Pese a que Estados Unidos haya sido uno de los países más influyentes del último siglo, no siempre fue así. Durante sus primeros 130 años, la política exterior estadounidense se caracterizó por un aislamiento político y una estricta neutralidad con respecto al resto del mundo. Estos principios fueron establecidos por George Washington, el primer presidente de EE. UU., quien en su discurso de despedida afirmó que “nuestra conducta debe reducirse a la menor conexión política posible con otras naciones, mientras extendemos nuestras relaciones comerciales”. Con respecto a Europa, Washington defendía que Estados Unidos debía evitar verse envuelto en las disputas entre potencias europeas para no sufrir los estragos de sus guerras.
Estos principios se formalizaron en la doctrina Monroe de 1823. Resumida en la frase “América para los americanos”, esta doctrina pretendía evitar que las potencias europeas siguieran colonizando América.
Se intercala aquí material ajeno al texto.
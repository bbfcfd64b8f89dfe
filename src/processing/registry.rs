//! Static handler registration.
//!
//! Handlers are registered per event type once at startup and the resulting
//! [`HandlerRegistry`] is shared by reference. Dispatch is a map lookup on
//! the event type tag.
//!
//! # Example
//!
//! ```rust,ignore
//! let registry = HandlerRegistry::builder()
//!     .on("OrderPlaced", OrderSummaryProjection::new(unit_of_work.clone()))
//!     .on_fn("OrderCancelled", |event| {
//!         tracing::info!(position = %event.position, "cancelled");
//!         Ok(())
//!     })
//!     .build();
//! ```

use std::collections::HashMap;
use std::sync::Arc;

use async_trait::async_trait;

use crate::model::ResolvedEvent;

/// Error raised by a handler. Aborts the whole batch.
#[derive(Debug, Clone, thiserror::Error)]
#[error("{message}")]
pub struct HandlerError {
    pub message: String,
}

impl HandlerError {
    pub fn new(message: impl Into<String>) -> Self {
        Self {
            message: message.into(),
        }
    }
}

impl From<serde_json::Error> for HandlerError {
    fn from(err: serde_json::Error) -> Self {
        Self::new(format!("payload decode failed: {err}"))
    }
}

/// Handler for one or more event types.
///
/// Handlers must tolerate redelivery: an event from a batch that was applied
/// but not checkpointed is delivered again after a crash. Upserts or pure
/// functions of state satisfy this.
#[async_trait]
pub trait EventHandler: Send + Sync {
    async fn handle(&self, event: &ResolvedEvent) -> Result<(), HandlerError>;
}

/// Adapter turning a plain closure into an [`EventHandler`].
pub struct FnHandler<F>(F);

impl<F> FnHandler<F>
where
    F: Fn(&ResolvedEvent) -> Result<(), HandlerError> + Send + Sync,
{
    pub fn new(f: F) -> Self {
        Self(f)
    }
}

#[async_trait]
impl<F> EventHandler for FnHandler<F>
where
    F: Fn(&ResolvedEvent) -> Result<(), HandlerError> + Send + Sync,
{
    async fn handle(&self, event: &ResolvedEvent) -> Result<(), HandlerError> {
        (self.0)(event)
    }
}

/// Event type → handlers, in registration order.
#[derive(Default, Clone)]
pub struct HandlerRegistry {
    handlers: HashMap<String, Vec<Arc<dyn EventHandler>>>,
    catch_all: Vec<Arc<dyn EventHandler>>,
}

impl HandlerRegistry {
    pub fn builder() -> HandlerRegistryBuilder {
        HandlerRegistryBuilder::default()
    }

    /// Handlers registered for an event type. Empty for unknown types.
    pub fn handlers_for(&self, event_type: &str) -> &[Arc<dyn EventHandler>] {
        self.handlers
            .get(event_type)
            .map(Vec::as_slice)
            .unwrap_or(&[])
    }

    /// Everything an event of this type is dispatched to: type-specific
    /// handlers first, then catch-all handlers.
    pub fn dispatch_targets<'a>(
        &'a self,
        event_type: &str,
    ) -> impl Iterator<Item = &'a Arc<dyn EventHandler>> + 'a {
        self.handlers_for(event_type)
            .iter()
            .chain(self.catch_all.iter())
    }

    /// Registered event types, sorted.
    pub fn event_types(&self) -> Vec<String> {
        let mut types: Vec<String> = self.handlers.keys().cloned().collect();
        types.sort();
        types
    }

    pub fn is_empty(&self) -> bool {
        self.handlers.is_empty() && self.catch_all.is_empty()
    }
}

/// Builder for [`HandlerRegistry`]. The registry is immutable once built.
#[derive(Default)]
pub struct HandlerRegistryBuilder {
    handlers: HashMap<String, Vec<Arc<dyn EventHandler>>>,
    catch_all: Vec<Arc<dyn EventHandler>>,
}

impl HandlerRegistryBuilder {
    /// Register a handler for an event type.
    pub fn on(self, event_type: impl Into<String>, handler: impl EventHandler + 'static) -> Self {
        self.on_shared(event_type, Arc::new(handler))
    }

    /// Register a handler that is also registered elsewhere.
    pub fn on_shared(mut self, event_type: impl Into<String>, handler: Arc<dyn EventHandler>) -> Self {
        self.handlers
            .entry(event_type.into())
            .or_default()
            .push(handler);
        self
    }

    /// Register a closure.
    pub fn on_fn<F>(self, event_type: impl Into<String>, f: F) -> Self
    where
        F: Fn(&ResolvedEvent) -> Result<(), HandlerError> + Send + Sync + 'static,
    {
        self.on(event_type, FnHandler::new(f))
    }

    /// Register a handler that receives every event, whatever its type.
    pub fn on_any(mut self, handler: impl EventHandler + 'static) -> Self {
        self.catch_all.push(Arc::new(handler));
        self
    }

    pub fn build(self) -> HandlerRegistry {
        HandlerRegistry {
            handlers: self.handlers,
            catch_all: self.catch_all,
        }
    }
}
Estados Unidos anunció que cualquier intervención europea en la región sería considerada una agresión a la que se verían obligados a responder, dejando claras sus intenciones de convertirse en la potencia dominante en América.
Habiendo establecido el aislamiento político y la neutralidad como los principios de su política exterior, Estados Unidos se cerró políticamente al mundo para centrarse en sus desafíos internos. El primero de ellos era expandirse hacia el oeste más allá del territorio de las trece colonias originales. Este expansionismo se legitimó con la doctrina del Destino Manifiesto, según la cual Estados Unidos era una nación destinada a expandirse desde el Atlántico hasta el Pacífico y enviada por Dios para difundir valores como la libertad hacia el “incivilizado” oeste. Siglos después de que Estados Unidos completara su expansión territorial, esta creencia está todavía muy presente en la política exterior estadounidense, justificando la promoción de la democracia o el liberalismo económico en otros lugares del mundo.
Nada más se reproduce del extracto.